To say that Steven Spielberg’s Jaws is an iconic film is a massive understatement. After the film was released in 1975 it spiked two major changes: that summer, the number of beach-goers was reduced significantly. Also, after the film’s release, there was a massive increase in the number of great white shark huntings. So aside from proving the point that Hollywood can drive an entire species into the endangered list; Jaws has proven that with a well written script and excellent cinematography, movies can really change the world around us.
The First Bite
Based on a bestselling novel, Jaws (in retrospect) is a part-slasher-flick, part-Moby-Dick allegory. The film depicts sharks as cold, calculating, and ever vicious hunters, and in particular, heavily paints the great white shark as a malicious killer. While this is not exactly true in real life (the chances of getting killed by a shark on the beach is so low, you might as well try getting murdered by another human instead -since that is far more likelier to happen).

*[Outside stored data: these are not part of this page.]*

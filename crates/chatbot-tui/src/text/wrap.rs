//! Text wrapping utilities for ratatui Lines.
//!
//! Widths are measured in terminal cells (unicode-width), so wide
//! characters such as CJK or emoji take two columns.

use ratatui::text::{Line, Span};
use std::borrow::Cow;

/// Wrap a plain text string to the specified width.
///
/// Embedded newlines always start a new line; blank input lines are kept.
pub fn wrap_text(text: &str, width: usize) -> Vec<String> {
    if width == 0 {
        return text.lines().map(ToString::to_string).collect();
    }

    let mut out = Vec::new();
    for paragraph in text.split('\n') {
        if paragraph.trim().is_empty() {
            out.push(String::new());
            continue;
        }
        out.extend(textwrap::wrap(paragraph, width).into_iter().map(Cow::into_owned));
    }
    out
}

/// Wrap a vector of Lines to fit within the specified width.
///
/// Styling and alignment are preserved on every wrapped piece.
pub fn wrap_lines(lines: Vec<Line<'static>>, width: usize) -> Vec<Line<'static>> {
    if width == 0 {
        return lines;
    }

    lines
        .into_iter()
        .flat_map(|line| wrap_line(line, width))
        .collect()
}

/// Wrap a single Line to fit within the specified width.
fn wrap_line(line: Line<'static>, width: usize) -> Vec<Line<'static>> {
    if line.width() <= width {
        return vec![line];
    }

    let styled: Vec<(char, ratatui::style::Style)> = line
        .spans
        .iter()
        .flat_map(|span| span.content.chars().map(move |ch| (ch, span.style)))
        .collect();
    let plain: String = styled.iter().map(|(ch, _)| ch).collect();

    let mut result = Vec::new();
    let mut next = 0;

    for row in textwrap::wrap(&plain, width) {
        // textwrap drops the whitespace it breaks on
        while next < styled.len() && styled[next].0.is_whitespace() && !row.starts_with(styled[next].0)
        {
            next += 1;
        }

        let mut spans: Vec<Span<'static>> = Vec::new();
        for _ in row.chars() {
            let Some(&(ch, style)) = styled.get(next) else {
                break;
            };
            next += 1;
            match spans.last_mut() {
                Some(last) if last.style == style => last.content.to_mut().push(ch),
                _ => spans.push(Span::styled(ch.to_string(), style)),
            }
        }

        let mut wrapped = Line::from(spans);
        wrapped.style = line.style;
        wrapped.alignment = line.alignment;
        result.push(wrapped);
    }

    if result.is_empty() {
        result.push(Line::default());
    }

    result
}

Of course, real life statistics have little to do with the silver screen, and with Spielberg’s expert hands and direction, the film took on a life of its’ own. Painting the world with deep characters, a thrilling premise, and an antagonist so menacing that even without dialogue, the shark’s presence alone chews up the whole scenery.

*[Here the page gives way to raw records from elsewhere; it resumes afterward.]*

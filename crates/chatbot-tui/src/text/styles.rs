//! Markdown styling configuration.
//!
//! Provides [`MarkdownStyles`] which maps markdown elements to ratatui styles.

use ratatui::style::{Modifier, Style};

use crate::theme::Theme;

/// Styles for rendering markdown elements.
#[derive(Debug, Clone)]
pub struct MarkdownStyles {
    /// H1 header style.
    pub h1: Style,
    /// H2 header style.
    pub h2: Style,
    /// H3+ header style.
    pub h3: Style,
    /// Inline code style.
    pub code: Style,
    /// Code block line style.
    pub code_block: Style,
    /// Language label above a fenced code block.
    pub code_label: Style,
    pub emphasis: Style,
    pub strong: Style,
    pub strikethrough: Style,
    /// List marker (bullet/number) style.
    pub list_marker: Style,
    pub link: Style,
    /// Link target shown after the link text.
    pub link_target: Style,
    pub blockquote: Style,
    /// Horizontal rule style.
    pub rule: Style,
    /// Normal text style.
    pub text: Style,
}

impl MarkdownStyles {
    /// Create styles from a theme.
    pub fn from_theme(theme: &Theme) -> Self {
        Self {
            h1: Style::default()
                .fg(theme.accent)
                .add_modifier(Modifier::BOLD),
            h2: Style::default().fg(theme.text).add_modifier(Modifier::BOLD),
            h3: Style::default()
                .fg(theme.subtext)
                .add_modifier(Modifier::BOLD),
            code: Style::default().fg(theme.code).bg(theme.surface),
            code_block: Style::default().fg(theme.code).bg(theme.surface),
            code_label: Style::default().fg(theme.muted).add_modifier(Modifier::ITALIC),
            emphasis: Style::default().add_modifier(Modifier::ITALIC),
            strong: Style::default().add_modifier(Modifier::BOLD),
            strikethrough: Style::default().add_modifier(Modifier::CROSSED_OUT),
            list_marker: Style::default().fg(theme.muted),
            link: Style::default()
                .fg(theme.link)
                .add_modifier(Modifier::UNDERLINED),
            link_target: Style::default().fg(theme.muted),
            blockquote: Style::default()
                .fg(theme.subtext)
                .add_modifier(Modifier::ITALIC),
            rule: Style::default().fg(theme.border),
            text: Style::default().fg(theme.ai),
        }
    }
}

impl Default for MarkdownStyles {
    fn default() -> Self {
        Self::from_theme(&Theme::default())
    }
}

The general story is that a small beach town is left unaware of the threat of a shark due to the mayor’s interference. However, as the attacks get more frequent, the local sheriff teams up with a shark hunter and a biological expert in order to bring down the shark. Of course, you can imagine how many scary shark attacks happen from the start of the film till the very end. We will not be spoiling the film’s ending, but in our honest opinion, it was pretty anti-climactic – you’d probably satisfying those blood spilling and thrilling out of controlling your shark in these games – www.sharkattackgames.net or the official jaws revenge game for android and iphones. The good thing is that you would have been at the edge of your seat for most of the film that you may actually appreciate the breather.